Indeed, the latest offerings from major phaco makers consist primarily of upgrades to current lines.

Take Bausch + Lomb’s Stellaris Elite, for example. Introduced in 2017, the latest iteration of the company’s popular phaco device features many improvements, such as Adaptive Fluidics and Attune energy management.

“It has great fluidics and great chamber control,” Dr. Patterson says. “I live in a rural area, and although I see a great deal of dense cataracts, I hardly ever run into a cataract that I can’t emulsify rather efficiently with this machine.”

Johnson & Johnson Vision, meanwhile, recently updated its Whitestar Signature Pro system with innovative needle motion and advanced fluidics that provide a choice of peristaltic or Venturi pump capabilities.

“Quite honestly, the armamentarium on the Signature Pro is fantastic,” says Dr. Dewey, citing in particular the unit’s Ellips FX handset for cataract removal — the emulsification tip moves forward and backward and side to side at the same time.

“This allows for a very efficient emulsification with much less heat buildup than we saw with traditional longitudinal phacoemulsification,” he says, offering similar praise for the Signature Pro’s dual vacuum system, which enables surgeons to seamlessly switch between peristaltic and Venturi vacuum during surgical cases.

“This unit is incredibly versatile in being able to handle every case — from the densest rocks to the softest of cataracts,” he says. “It performs wonderfully, even in the most adverse situations — from the smallest of pupils to the shallowest of anterior chambers to the deepest of anterior chambers and more.”

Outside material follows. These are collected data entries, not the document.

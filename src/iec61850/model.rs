//! IEC 61850 object model built from the MMS variables of a device.
//!
//! Nodes live in one arena and refer to each other through [`NodeId`]s. The functional
//! constraint level of the MMS names (`LN$FC$DO$DA`) is folded into the attributes, so a
//! data object shows the attributes of every functional constraint.

use std::fmt;

use serde::{Deserialize, Serialize};
use tracing::{debug, instrument};

use crate::mms::{
    device::MmsDevice,
    type_spec::{MmsTypeSpec, TypeKind},
};

/// Functional constraints holding report control blocks. They are left out of the model.
const REPORT_CONTROL_FCS: [&str; 2] = ["BR", "RP"];

/// Index of a node in its [`IedModel`].
#[derive(Debug, Clone, Copy, PartialEq, Eq, Hash, Serialize, Deserialize)]
#[serde(transparent)]
pub struct NodeId(usize);

/// What a node stands for.
#[derive(Debug, Clone, PartialEq, Eq, Serialize, Deserialize)]
#[serde(tag = "class", rename_all = "snake_case")]
pub enum NodeClass {
    /// An MMS domain.
    LogicalDevice,
    /// A top level structured variable of a domain.
    LogicalNode,
    /// A component right below a functional constraint.
    DataObject,
    /// Anything below a data object.
    DataAttribute {
        /// The functional constraint of the MMS name.
        fc: String,
        /// Name of the MMS type.
        r#type: String,
    },
}

/// A node of the model.
#[derive(Debug, Clone, PartialEq, Eq, Serialize, Deserialize)]
pub struct ModelNode {
    /// Name of the node, unique among its siblings.
    pub name: String,
    /// What the node stands for.
    #[serde(flatten)]
    pub class: NodeClass,
    /// The parent. None for logical devices.
    pub parent: Option<NodeId>,
    /// The children in declaration order.
    pub children: Vec<NodeId>,
}

/// A data set of a logical device.
#[derive(Debug, Clone, PartialEq, Eq, Serialize, Deserialize)]
pub struct Dataset {
    /// Name of the named variable list.
    pub name: String,
    /// The logical device holding the list.
    pub logical_device: String,
    /// The members as `domain/item` references.
    pub entries: Vec<String>,
}

/// The model of an IED.
#[derive(Debug, Clone, Default, PartialEq, Eq, Serialize, Deserialize)]
pub struct IedModel {
    /// Name of the IED.
    pub name: String,
    /// Every node of the model.
    nodes: Vec<ModelNode>,
    /// The logical devices, sorted like the domains.
    logical_devices: Vec<NodeId>,
    /// The data sets of every logical device.
    datasets: Vec<Dataset>,
}

impl IedModel {
    /// Build the model of the domains of `device`.
    ///
    /// Top level variables that are not structures are not logical nodes and are skipped.
    #[must_use]
    #[instrument(skip(device), fields(device = %device.name))]
    pub fn from_device(device: &MmsDevice) -> Self {
        let mut model = Self { name: device.name.clone(), ..Self::default() };
        for domain in device.domains() {
            let ld = model.add_node(&domain.name, NodeClass::LogicalDevice, None);
            model.logical_devices.push(ld);
            for variable in domain.named_variables() {
                model.add_logical_node(ld, variable);
            }
            model.datasets.extend(domain.named_variable_lists.iter().map(|list| Dataset {
                name: list.name.clone(),
                logical_device: domain.name.clone(),
                entries: list
                    .entries
                    .iter()
                    .map(|entry| format!("{}/{}", entry.domain_id, entry.item_id))
                    .collect(),
            }));
        }
        debug!("Built model with {} nodes", model.nodes.len());
        model
    }

    /// Append a node to the arena and to the children of `parent`.
    fn add_node(&mut self, name: &str, class: NodeClass, parent: Option<NodeId>) -> NodeId {
        let id = NodeId(self.nodes.len());
        self.nodes.push(ModelNode { name: name.to_owned(), class, parent, children: Vec::new() });
        if let Some(parent) = parent {
            self.nodes[parent.0].children.push(id);
        }
        id
    }

    /// Add a logical node and fold its functional constraints into the attributes.
    fn add_logical_node(&mut self, ld: NodeId, spec: &MmsTypeSpec) {
        let TypeKind::Structure(fcs) = &spec.kind else {
            debug!("Skipping {}: not a logical node", spec.name);
            return;
        };
        let ln = self.add_node(&spec.name, NodeClass::LogicalNode, Some(ld));
        for fc in fcs {
            if REPORT_CONTROL_FCS.contains(&fc.name.as_str()) {
                debug!("Skipping report control blocks {}${}", spec.name, fc.name);
                continue;
            }
            for data_object in fc.children() {
                let node = match self.get_child(ln, &data_object.name) {
                    Some(node) => node,
                    None => self.add_node(&data_object.name, NodeClass::DataObject, Some(ln)),
                };
                for attribute in data_object.children() {
                    self.add_attribute(node, &fc.name, attribute);
                }
            }
        }
    }

    /// Add an attribute and everything below it.
    fn add_attribute(&mut self, parent: NodeId, fc: &str, spec: &MmsTypeSpec) {
        let class = NodeClass::DataAttribute { fc: fc.to_owned(), r#type: type_name(&spec.kind) };
        let node = self.add_node(&spec.name, class, Some(parent));
        let children = match &spec.kind {
            TypeKind::Array { element, .. } => element.children(),
            _ => spec.children(),
        };
        for child in children {
            self.add_attribute(node, fc, child);
        }
    }

    /// The node behind `id`.
    #[must_use]
    pub fn node(&self, id: NodeId) -> Option<&ModelNode> {
        self.nodes.get(id.0)
    }

    /// Number of nodes.
    #[must_use]
    pub fn len(&self) -> usize {
        self.nodes.len()
    }

    /// True if the device has no domain.
    #[must_use]
    pub fn is_empty(&self) -> bool {
        self.nodes.is_empty()
    }

    /// The logical devices.
    #[must_use]
    pub fn logical_devices(&self) -> &[NodeId] {
        &self.logical_devices
    }

    /// The logical device called `name`.
    #[must_use]
    pub fn get_logical_device(&self, name: &str) -> Option<NodeId> {
        self.logical_devices.iter().copied().find(|ld| self.nodes[ld.0].name == name)
    }

    /// The child of `node` called exactly `name`.
    #[must_use]
    pub fn get_child(&self, node: NodeId, name: &str) -> Option<NodeId> {
        self.node(node)?.children.iter().copied().find(|child| self.nodes[child.0].name == name)
    }

    /// Resolve an object reference like `LD/LN.DO.DA`.
    ///
    /// A reference without `/` names a logical device.
    #[must_use]
    pub fn get_node_by_reference(&self, reference: &str) -> Option<NodeId> {
        let Some((ld_name, path)) = reference.split_once('/') else {
            return self.get_logical_device(reference);
        };
        let mut node = self.get_logical_device(ld_name)?;
        let mut rest = path;
        while !rest.is_empty() {
            let (name, next) = rest.split_once('.').unwrap_or((rest, ""));
            node = self.get_child(node, name)?;
            rest = next;
        }
        Some(node)
    }

    /// The nodes from the logical device down to `node`.
    fn lineage(&self, node: NodeId) -> Option<Vec<&ModelNode>> {
        let mut lineage = vec![self.node(node)?];
        while let Some(parent) = lineage.last().and_then(|node| node.parent) {
            lineage.push(self.node(parent)?);
        }
        lineage.reverse();
        Some(lineage)
    }

    /// The object reference of `node`, e.g. `LD/LN.DO.DA`.
    #[must_use]
    pub fn reference(&self, node: NodeId) -> Option<String> {
        let lineage = self.lineage(node)?;
        let (ld, rest) = lineage.split_first()?;
        let path = rest.iter().map(|node| node.name.as_str()).collect::<Vec<_>>().join(".");
        Some(if path.is_empty() {
            ld.name.clone()
        } else {
            format!("{}/{path}", ld.name)
        })
    }

    /// The MMS domain and item name of a logical node or data attribute.
    ///
    /// Data objects spread over several functional constraints and have no MMS name.
    #[must_use]
    pub fn mms_address(&self, node: NodeId) -> Option<(String, String)> {
        let lineage = self.lineage(node)?;
        let (ld, rest) = lineage.split_first()?;
        let mut segments = Vec::with_capacity(rest.len() + 1);
        for (depth, node) in rest.iter().enumerate() {
            segments.push(node.name.as_str());
            // The functional constraint goes right after the logical node.
            if depth == 0
                && let Some(ModelNode {
                    class: NodeClass::DataAttribute { fc, .. },
                    ..
                }) = lineage.last()
            {
                segments.push(fc);
            }
        }
        match &lineage.last()?.class {
            NodeClass::LogicalNode | NodeClass::DataAttribute { .. } => {
                Some((ld.name.clone(), segments.join("$")))
            }
            NodeClass::LogicalDevice | NodeClass::DataObject => None,
        }
    }

    /// The data sets of every logical device.
    #[must_use]
    pub fn datasets(&self) -> &[Dataset] {
        &self.datasets
    }

    /// The data set `name` of `logical_device`.
    #[must_use]
    pub fn get_dataset(&self, logical_device: &str, name: &str) -> Option<&Dataset> {
        self.datasets.iter().find(|ds| ds.logical_device == logical_device && ds.name == name)
    }
}

/// Readable name of a type kind. Arrays are written as `[element]`.
fn type_name(kind: &TypeKind) -> String {
    match kind {
        TypeKind::Array { element, .. } => format!("[{}]", type_name(&element.kind)),
        TypeKind::Structure(_) => "structure".to_owned(),
        TypeKind::Boolean => "bool".to_owned(),
        TypeKind::Integer(_) => "integer".to_owned(),
        TypeKind::Unsigned(_) => "unsigned".to_owned(),
        TypeKind::Float { .. } => "floating_point".to_owned(),
        TypeKind::BitString(_) => "bit_string".to_owned(),
        TypeKind::OctetString(_) => "octet_string".to_owned(),
        TypeKind::VisibleString(_) => "visible_string".to_owned(),
        TypeKind::MmsString(_) => "mms_string".to_owned(),
        TypeKind::UtcTime => "utc_time".to_owned(),
        TypeKind::BinaryTime { .. } => "binary_time".to_owned(),
    }
}

impl fmt::Display for IedModel {
    fn fmt(&self, f: &mut fmt::Formatter<'_>) -> fmt::Result {
        if f.alternate() {
            write!(f, "{}", serde_json::to_string_pretty(self).unwrap_or_default())
        } else {
            write!(f, "{}", serde_json::to_string(self).unwrap_or_default())
        }
    }
}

Femto laser, Other Technology

At just about a decade old, phaco’s younger brother, the femtosecond laser, continues to gain adherents despite the technology’s much higher initial cost (an estimated $300,000 vs. an estimated $60,000 per phaco unit) and continuing debate over its cost-effectiveness versus that of conventional phaco.

Major recent developments within the FLACS space include the 2018 FDA approval of Lensar’s IntelliAxis-L-Lensar laser system, which improves toric lens placement by replacing manual corneal marking for capsulotomies with sensor-based, automated marking.

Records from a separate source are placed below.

/// Decode a GOOSE APDU.
///
/// Returns `Ok(None)` if the message belongs to another data set. The values are written
/// into a copy of `current_values`, which fixes the count and types of the elements.
#[instrument(level = "trace", skip(apdu, current_values))]
pub fn parse_apdu(
    app_id: u16,
    apdu: &[u8],
    data_set_ref: &str,
    current_values: &[MmsValue],
) -> Result<Option<GooseMessage>, GooseError> {
    let pdu = BerReader::new(apdu).expect(GOOSE_PDU_TAG).context(Ber)?;

    let mut message = GooseMessage {
        app_id,
        gocb_ref: String::new(),
        time_allowed_to_live: 0,
        dat_set: String::new(),
        go_id: String::new(),
        timestamp: MmsValue::new_utc_time(0),
        st_num: 0,
        sq_num: 0,
        simulation: false,
        conf_rev: 0,
        nds_com: false,
        number_of_dat_set_entries: 0,
        data_set_values: Vec::new(),
    };
    let mut dat_set_matched = false;
    let mut all_data = None;

    for tlv in pdu.children() {
        let tlv = tlv.context(Ber)?;
        match tlv.tag {
            field::GOCB_REF => message.gocb_ref = visible_string(&tlv),
            field::TIME_ALLOWED_TO_LIVE => {
                message.time_allowed_to_live = tlv.as_u32().context(Ber)?;
            }
            field::DAT_SET => {
                if tlv.value != data_set_ref.as_bytes() {
                    debug!("Data set {:?} is not subscribed", String::from_utf8_lossy(tlv.value));
                    return Ok(None);
                }
                dat_set_matched = true;
                message.dat_set = data_set_ref.to_owned();
            }
            field::GO_ID => message.go_id = visible_string(&tlv),
            field::TIMESTAMP => {
                let Ok(time) = <&[u8; 8]>::try_from(tlv.value) else {
                    return InvalidApdu { reason: "timestamp is not 8 bytes" }.fail();
                };
                message.timestamp.set_utc_time_by_buffer(time);
            }
            field::ST_NUM => message.st_num = tlv.as_u32().context(Ber)?,
            field::SQ_NUM => message.sq_num = tlv.as_u32().context(Ber)?,
            field::SIMULATION => message.simulation = tlv.as_bool().context(Ber)?,
            field::CONF_REV => message.conf_rev = tlv.as_u32().context(Ber)?,
            field::NDS_COM => message.nds_com = tlv.as_bool().context(Ber)?,
            field::NUM_DAT_SET_ENTRIES => {
                message.number_of_dat_set_entries = tlv.as_u32().context(Ber)?;
            }
            field::ALL_DATA => all_data = Some(tlv),
            other => debug!("Ignoring unknown GOOSE field {other:#04x}"),
        }
    }

    if !dat_set_matched {
        debug!("GOOSE message without data set reference");
        return Ok(None);
    }

    let mut values = current_values.to_vec();
    if let Some(all_data) = all_data {
        apply_all_data(all_data.value, &mut values)?;
    }
    message.data_set_values = values;
    Ok(Some(message))
}

/// The content of a visible string field, lossy on invalid bytes.
fn visible_string(tlv: &Tlv<'_>) -> String {
    String::from_utf8_lossy(tlv.value).into_owned()
}

/// Write the elements of an allData sequence into `values`.
///
/// Elements whose type does not match the value they land on are skipped, and so are
/// elements past the end of `values`.
fn apply_all_data(content: &[u8], values: &mut [MmsValue]) -> Result<(), GooseError> {
    let capacity = values.len();
    let mut targets = values.iter_mut();
    for (index, tlv) in BerReader::new(content).enumerate() {
        let tlv = tlv.context(Ber)?;
        let Some(target) = targets.next() else {
            debug!("Skipping elements from {index} on: the template holds {capacity}");
            return Ok(());
        };
        match (tlv.tag, target) {
            (tag::ARRAY, MmsValue::Array(children))
            | (tag::STRUCTURE, MmsValue::Structure(children)) => {
                apply_all_data(tlv.value, children)?;
            }
            (tag::ARRAY | tag::STRUCTURE, target) => {
                debug!(
                    "Skipping element {index}: tag {:#04x} does not match {:?}",
                    tlv.tag,
                    target.get_type()
                );
            }
            (_, target) => match MmsValue::from_tlv(&tlv) {
                Ok(decoded) => {
                    if !assign(target, &decoded) {
                        debug!(
                            "Skipping element {index}: {:?} does not fit {:?}",
                            decoded.get_type(),
                            target.get_type()
                        );
                    }
                }
                Err(error) => debug!("Skipping element {index}: {error}"),
            },
        }
    }
    Ok(())
}
impl ConfirmedResponse {
    /// Decode the service response CHOICE of a confirmed response.
    #[instrument(level = "debug", skip(tlv), fields(tag = tlv.tag))]
    pub fn decode(tlv: &Tlv<'_>) -> Result<Self, MessageError> {
        match tlv.tag {
            service::GET_NAME_LIST => {
                let mut reader = tlv.children();
                let names = decode_identifiers(&reader.expect(0xa0).context(Ber)?)?;
                // moreFollows is DEFAULT TRUE
                let more_follows = match reader.read_optional(0x81).context(Ber)? {
                    Some(flag) => flag.as_bool().context(Ber)?,
                    None => true,
                };
                Ok(Self::GetNameList { names, more_follows })
            }
            service::IDENTIFY_RESPONSE => {
                let mut reader = tlv.children();
                let vendor = reader.expect(0x80).context(Ber)?.as_identifier().context(Ber)?;
                let model = reader.expect(0x81).context(Ber)?.as_identifier().context(Ber)?;
                let revision = reader.expect(0x82).context(Ber)?.as_identifier().context(Ber)?;
                Ok(Self::Identify { vendor, model, revision })
            }
            service::READ => {
                let mut reader = tlv.children();
                let specification = match reader.read_optional(0xa0).context(Ber)? {
                    Some(spec) => Some(VariableAccessSpecification::decode(
                        &spec.children().read().context(Ber)?,
                    )?),
                    None => None,
                };
                let results = reader.expect(0xa1).context(Ber)?;
                Ok(Self::Read {
                    specification,
                    results: MmsValue::decode_list(results.value).context(Value)?,
                })
            }
            service::WRITE => {
                let results = tlv
                    .children()
                    .map(|result| {
                        let result = result.context(Ber)?;
                        match result.tag {
                            0x80 => {
                                let code = result.as_u32().context(Ber)?;
                                Ok(Err(DataAccessError::from_code(code)))
                            }
                            0x81 => Ok(Ok(())),
                            tag => UnexpectedTag { tag, element: "WriteResponse" }.fail(),
                        }
                    })
                    .collect::<Result<_, _>>()?;
                Ok(Self::Write(results))
            }
            service::GET_VARIABLE_ACCESS_ATTRIBUTES => {
                let mut reader = tlv.children();
                let deletable = reader.expect(0x80).context(Ber)?.as_bool().context(Ber)?;
                // address is not used by IEC 61850 servers
                reader.read_optional(0xa1).context(Ber)?;
                let description = reader.expect(0xa2).context(Ber)?;
                let type_tlv = description.children().read().context(Ber)?;
                Ok(Self::GetVariableAccessAttributes {
                    deletable,
                    type_spec: decode_type_description("", &type_tlv)?,
                })
            }
            service::DEFINE_NAMED_VARIABLE_LIST_RESPONSE => Ok(Self::DefineNamedVariableList),
            service::GET_NAMED_VARIABLE_LIST_ATTRIBUTES => {
                let mut reader = tlv.children();
                let deletable = reader.expect(0x80).context(Ber)?.as_bool().context(Ber)?;
                let list = reader.expect(0xa1).context(Ber)?;
                let items = list
                    .children()
                    .map(|item| VariableAccessItem::decode(&item.context(Ber)?))
                    .collect::<Result<_, _>>()?;
                Ok(Self::GetNamedVariableListAttributes { deletable, items })
            }
            service::DELETE_NAMED_VARIABLE_LIST => {
                let mut reader = tlv.children();
                let matched = reader.expect(0x80).context(Ber)?.as_u32().context(Ber)?;
                let deleted = reader.expect(0x81).context(Ber)?.as_u32().context(Ber)?;
                Ok(Self::DeleteNamedVariableList { matched, deleted })
            }
            tag => UnrecognizedService { tag }.fail(),
        }
    }
}

/// A PDU received by a client.
#[derive(Debug, Clone, PartialEq)]
pub enum ServerMessage {
    /// A confirmed response.
    Response {
        /// The invoke id of the request.
        invoke_id: u32,
        /// The response.
        response: ConfirmedResponse,
    },
    /// A confirmed error.
    Error {
        /// The invoke id of the request.
        invoke_id: u32,
        /// The error.
        error: ServiceError,
    },
    /// The server rejected a PDU.
    Reject(Reject),
    /// An unconfirmed report.
    InformationReport(InformationReport),
    /// The association was accepted.
    InitiateResponse(InitiateParameters),
    /// The association was refused.
    InitiateError(ServiceError),
    /// The association was concluded.
    ConcludeResponse,
}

“IntelliAxis is a game-changing technology,” says Dr. Trattler, a fan of FLACS. “It’s much better than manual marking. It saves the surgeon a great deal of time because all of the marking is done by the laser at the time of surgery.”

Dr. Trattler is also excited by Alcon’s Ngenuity system, a high-resolution, three-dimensional display system that relieves surgeons from the microscope during surgery. Instead, they use special glasses to view the action on screen in 3D.

“During surgery, I’m not looking through oculars. Instead, I wear 3-D glasses and view the image on a high-resolution 4K monitor,” he says. “While operating, I am keeping my back nice and relaxed, and my neck is in a comfortable position.”

Healthy Competition Drives Value

With new technologies and updates like these appearing in the marketplace, ASC operators and surgeons alike may feel a degree of pressure to keep up with Joneses. Yet, it’s critical to maintain perspective and balance.

“It’s important that surgeons understand how these techniques or options may fit into their practice, and what is going to provide a better value to them, their ASC, and their patients,” says Dr. Wiley, adding that continuing innovation in cataract surgery technology helps foster healthy competition among manufacturers.

“With multiple options developing, the potential for competition is always good; it tends to drive value by driving better outcomes and, potentially, better value for patients and surgeons,” he says. “It gives surgeons and ASCs the opportunity to investigate alternative methods that might provide better or more precise outcomes at similar or better pricing.”